## The data
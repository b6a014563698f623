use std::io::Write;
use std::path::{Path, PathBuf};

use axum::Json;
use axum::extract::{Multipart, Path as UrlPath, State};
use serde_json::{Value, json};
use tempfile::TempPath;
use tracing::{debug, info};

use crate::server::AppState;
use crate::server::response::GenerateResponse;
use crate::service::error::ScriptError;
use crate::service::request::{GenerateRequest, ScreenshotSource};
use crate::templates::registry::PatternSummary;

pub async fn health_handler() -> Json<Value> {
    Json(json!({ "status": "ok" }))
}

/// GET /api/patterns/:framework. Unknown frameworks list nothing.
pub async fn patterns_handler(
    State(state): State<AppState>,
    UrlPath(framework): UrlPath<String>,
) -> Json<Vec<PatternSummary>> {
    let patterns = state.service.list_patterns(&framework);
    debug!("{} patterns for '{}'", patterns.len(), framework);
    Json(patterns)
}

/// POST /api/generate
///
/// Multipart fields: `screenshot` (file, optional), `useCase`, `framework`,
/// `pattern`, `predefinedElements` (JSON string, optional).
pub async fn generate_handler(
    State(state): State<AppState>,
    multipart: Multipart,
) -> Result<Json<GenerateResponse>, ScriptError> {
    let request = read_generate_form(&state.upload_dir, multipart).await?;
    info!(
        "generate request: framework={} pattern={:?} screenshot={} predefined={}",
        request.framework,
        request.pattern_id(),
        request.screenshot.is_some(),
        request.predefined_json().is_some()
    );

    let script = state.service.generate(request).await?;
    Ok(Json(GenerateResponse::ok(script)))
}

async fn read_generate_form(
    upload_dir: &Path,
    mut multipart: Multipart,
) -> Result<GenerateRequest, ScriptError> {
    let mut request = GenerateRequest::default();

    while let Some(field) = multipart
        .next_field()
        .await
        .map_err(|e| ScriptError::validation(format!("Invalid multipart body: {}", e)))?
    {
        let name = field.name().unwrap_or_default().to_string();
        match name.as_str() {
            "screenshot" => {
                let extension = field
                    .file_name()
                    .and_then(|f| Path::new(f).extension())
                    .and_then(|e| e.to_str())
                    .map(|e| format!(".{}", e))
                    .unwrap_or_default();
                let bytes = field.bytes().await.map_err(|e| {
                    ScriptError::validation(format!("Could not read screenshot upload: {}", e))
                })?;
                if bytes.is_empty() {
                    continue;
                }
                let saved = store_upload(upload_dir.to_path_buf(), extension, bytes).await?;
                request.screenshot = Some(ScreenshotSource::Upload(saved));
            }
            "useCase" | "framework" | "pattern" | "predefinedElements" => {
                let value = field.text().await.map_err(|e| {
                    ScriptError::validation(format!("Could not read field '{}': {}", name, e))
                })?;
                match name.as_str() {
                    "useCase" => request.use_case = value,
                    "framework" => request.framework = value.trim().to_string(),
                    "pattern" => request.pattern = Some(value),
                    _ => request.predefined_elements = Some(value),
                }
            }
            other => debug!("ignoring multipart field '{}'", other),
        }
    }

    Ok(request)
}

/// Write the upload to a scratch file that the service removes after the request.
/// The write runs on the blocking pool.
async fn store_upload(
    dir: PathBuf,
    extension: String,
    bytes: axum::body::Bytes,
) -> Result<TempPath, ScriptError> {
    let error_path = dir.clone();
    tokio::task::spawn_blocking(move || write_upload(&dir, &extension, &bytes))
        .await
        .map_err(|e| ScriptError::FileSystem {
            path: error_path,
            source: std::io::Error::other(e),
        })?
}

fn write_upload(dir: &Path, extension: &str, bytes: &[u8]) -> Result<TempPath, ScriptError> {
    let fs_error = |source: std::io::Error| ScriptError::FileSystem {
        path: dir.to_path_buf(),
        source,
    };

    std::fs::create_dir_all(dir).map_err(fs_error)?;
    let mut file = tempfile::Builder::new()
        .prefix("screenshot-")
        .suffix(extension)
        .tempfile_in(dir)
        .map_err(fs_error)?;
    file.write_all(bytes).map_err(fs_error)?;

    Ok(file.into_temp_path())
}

==

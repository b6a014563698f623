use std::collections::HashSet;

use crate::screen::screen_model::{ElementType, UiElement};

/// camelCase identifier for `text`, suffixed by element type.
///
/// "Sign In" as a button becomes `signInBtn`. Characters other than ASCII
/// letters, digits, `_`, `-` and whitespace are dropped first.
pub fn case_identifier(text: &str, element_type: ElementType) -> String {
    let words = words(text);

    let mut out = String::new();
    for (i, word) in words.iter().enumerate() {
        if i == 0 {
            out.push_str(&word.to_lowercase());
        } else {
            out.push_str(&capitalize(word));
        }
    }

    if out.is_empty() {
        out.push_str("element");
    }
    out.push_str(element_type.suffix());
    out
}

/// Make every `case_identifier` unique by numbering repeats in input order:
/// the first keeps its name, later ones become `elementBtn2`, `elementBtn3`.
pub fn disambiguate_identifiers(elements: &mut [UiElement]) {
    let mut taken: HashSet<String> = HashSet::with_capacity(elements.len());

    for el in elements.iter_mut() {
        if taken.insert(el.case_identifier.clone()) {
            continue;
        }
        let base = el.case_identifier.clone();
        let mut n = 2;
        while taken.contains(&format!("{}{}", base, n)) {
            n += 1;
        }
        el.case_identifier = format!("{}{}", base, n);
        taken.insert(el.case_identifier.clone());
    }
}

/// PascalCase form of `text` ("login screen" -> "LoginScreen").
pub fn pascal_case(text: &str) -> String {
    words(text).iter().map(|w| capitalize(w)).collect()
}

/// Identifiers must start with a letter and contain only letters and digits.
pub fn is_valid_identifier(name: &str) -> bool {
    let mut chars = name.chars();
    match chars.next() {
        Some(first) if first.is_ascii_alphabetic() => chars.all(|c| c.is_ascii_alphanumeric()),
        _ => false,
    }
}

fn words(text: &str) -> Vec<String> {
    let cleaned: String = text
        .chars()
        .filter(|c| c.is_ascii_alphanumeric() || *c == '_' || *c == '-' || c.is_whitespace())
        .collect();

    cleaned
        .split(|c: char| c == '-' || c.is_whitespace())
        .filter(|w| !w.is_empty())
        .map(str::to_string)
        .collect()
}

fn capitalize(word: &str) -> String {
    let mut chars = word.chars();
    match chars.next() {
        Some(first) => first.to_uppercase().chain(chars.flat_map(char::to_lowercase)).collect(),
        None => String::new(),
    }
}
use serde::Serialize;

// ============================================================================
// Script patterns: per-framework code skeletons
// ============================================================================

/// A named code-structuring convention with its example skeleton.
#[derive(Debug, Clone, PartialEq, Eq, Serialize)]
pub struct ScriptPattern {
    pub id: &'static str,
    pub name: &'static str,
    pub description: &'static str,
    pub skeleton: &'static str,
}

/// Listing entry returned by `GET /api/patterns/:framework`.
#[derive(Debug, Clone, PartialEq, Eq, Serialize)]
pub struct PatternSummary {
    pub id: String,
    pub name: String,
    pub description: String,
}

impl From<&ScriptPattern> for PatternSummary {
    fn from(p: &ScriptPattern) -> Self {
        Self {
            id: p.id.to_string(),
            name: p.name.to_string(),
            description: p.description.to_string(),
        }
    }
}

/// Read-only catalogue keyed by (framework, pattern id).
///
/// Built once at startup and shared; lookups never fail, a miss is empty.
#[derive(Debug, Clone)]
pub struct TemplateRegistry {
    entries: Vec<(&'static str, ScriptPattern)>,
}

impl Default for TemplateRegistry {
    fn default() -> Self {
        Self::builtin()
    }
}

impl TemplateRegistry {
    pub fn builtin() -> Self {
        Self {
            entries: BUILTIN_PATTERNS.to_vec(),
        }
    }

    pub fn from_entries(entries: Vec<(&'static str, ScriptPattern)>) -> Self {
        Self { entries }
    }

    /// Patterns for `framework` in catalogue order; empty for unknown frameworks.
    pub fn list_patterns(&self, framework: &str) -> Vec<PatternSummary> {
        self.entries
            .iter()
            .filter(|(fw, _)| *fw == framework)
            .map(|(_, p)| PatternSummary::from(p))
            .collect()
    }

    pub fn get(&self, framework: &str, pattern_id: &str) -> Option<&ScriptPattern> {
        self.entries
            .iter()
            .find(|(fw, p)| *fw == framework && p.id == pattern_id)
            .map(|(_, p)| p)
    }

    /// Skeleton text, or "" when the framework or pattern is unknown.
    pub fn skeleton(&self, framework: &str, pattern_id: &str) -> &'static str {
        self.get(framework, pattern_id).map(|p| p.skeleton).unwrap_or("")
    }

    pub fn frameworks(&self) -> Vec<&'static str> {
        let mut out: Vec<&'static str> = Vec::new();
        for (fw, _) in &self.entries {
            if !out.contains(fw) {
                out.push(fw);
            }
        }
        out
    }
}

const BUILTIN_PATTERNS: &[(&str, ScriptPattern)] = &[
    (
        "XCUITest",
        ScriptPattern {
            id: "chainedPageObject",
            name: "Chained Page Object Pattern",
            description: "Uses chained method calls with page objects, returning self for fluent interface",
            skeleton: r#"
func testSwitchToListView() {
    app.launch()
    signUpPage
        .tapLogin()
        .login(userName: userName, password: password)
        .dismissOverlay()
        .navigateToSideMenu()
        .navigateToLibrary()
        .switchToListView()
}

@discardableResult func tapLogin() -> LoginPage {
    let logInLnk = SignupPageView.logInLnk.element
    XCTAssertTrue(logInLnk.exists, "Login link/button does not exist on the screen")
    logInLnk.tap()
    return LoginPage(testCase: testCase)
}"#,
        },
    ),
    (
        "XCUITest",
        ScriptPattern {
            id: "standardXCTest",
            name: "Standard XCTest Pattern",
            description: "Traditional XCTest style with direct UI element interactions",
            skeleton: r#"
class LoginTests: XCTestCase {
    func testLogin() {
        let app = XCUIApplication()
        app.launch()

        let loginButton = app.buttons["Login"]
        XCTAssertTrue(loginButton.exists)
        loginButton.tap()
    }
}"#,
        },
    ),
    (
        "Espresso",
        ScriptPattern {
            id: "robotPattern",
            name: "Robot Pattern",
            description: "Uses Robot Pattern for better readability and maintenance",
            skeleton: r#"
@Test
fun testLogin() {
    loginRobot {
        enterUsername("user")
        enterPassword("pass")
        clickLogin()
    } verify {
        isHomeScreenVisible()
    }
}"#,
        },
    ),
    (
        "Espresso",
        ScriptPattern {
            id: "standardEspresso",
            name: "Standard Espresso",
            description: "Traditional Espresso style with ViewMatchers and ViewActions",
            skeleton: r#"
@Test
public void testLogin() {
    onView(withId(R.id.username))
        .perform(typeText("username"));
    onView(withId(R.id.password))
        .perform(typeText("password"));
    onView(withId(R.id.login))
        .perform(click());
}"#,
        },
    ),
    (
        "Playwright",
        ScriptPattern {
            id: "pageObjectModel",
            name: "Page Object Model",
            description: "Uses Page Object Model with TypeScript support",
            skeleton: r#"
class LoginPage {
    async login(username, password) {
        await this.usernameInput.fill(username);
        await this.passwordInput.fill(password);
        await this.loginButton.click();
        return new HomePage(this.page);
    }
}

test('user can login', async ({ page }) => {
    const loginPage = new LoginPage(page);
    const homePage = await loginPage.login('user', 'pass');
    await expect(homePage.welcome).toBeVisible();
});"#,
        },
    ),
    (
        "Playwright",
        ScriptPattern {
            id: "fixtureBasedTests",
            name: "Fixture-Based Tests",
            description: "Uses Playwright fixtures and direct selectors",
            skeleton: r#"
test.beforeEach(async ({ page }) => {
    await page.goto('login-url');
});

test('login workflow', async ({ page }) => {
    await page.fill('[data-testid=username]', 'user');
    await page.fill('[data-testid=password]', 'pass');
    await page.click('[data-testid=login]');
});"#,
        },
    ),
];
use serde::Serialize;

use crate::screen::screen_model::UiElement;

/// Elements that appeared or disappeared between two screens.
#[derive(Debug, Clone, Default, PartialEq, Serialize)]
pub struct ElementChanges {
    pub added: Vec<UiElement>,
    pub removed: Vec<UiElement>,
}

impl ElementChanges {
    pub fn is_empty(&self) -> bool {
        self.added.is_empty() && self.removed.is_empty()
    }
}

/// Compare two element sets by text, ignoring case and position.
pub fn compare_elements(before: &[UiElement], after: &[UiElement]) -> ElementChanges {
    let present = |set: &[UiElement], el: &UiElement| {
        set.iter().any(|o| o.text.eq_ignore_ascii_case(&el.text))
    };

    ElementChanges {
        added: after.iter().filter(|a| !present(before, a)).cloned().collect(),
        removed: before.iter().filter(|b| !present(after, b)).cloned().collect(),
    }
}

## Task goal
All lines of the data that hold "chars" need to be copied.

## Solution to this task
    let mut chars = name.chars();
    match chars.next() {
        Some(first) if first.is_ascii_alphabetic() => chars.all(|c| c.is_ascii_alphanumeric()),
        .chars()
    let mut chars = word.chars();
    match chars.next() {
        Some(first) => first.to_uppercase().chain(chars.flat_map(char::to_lowercase)).collect(),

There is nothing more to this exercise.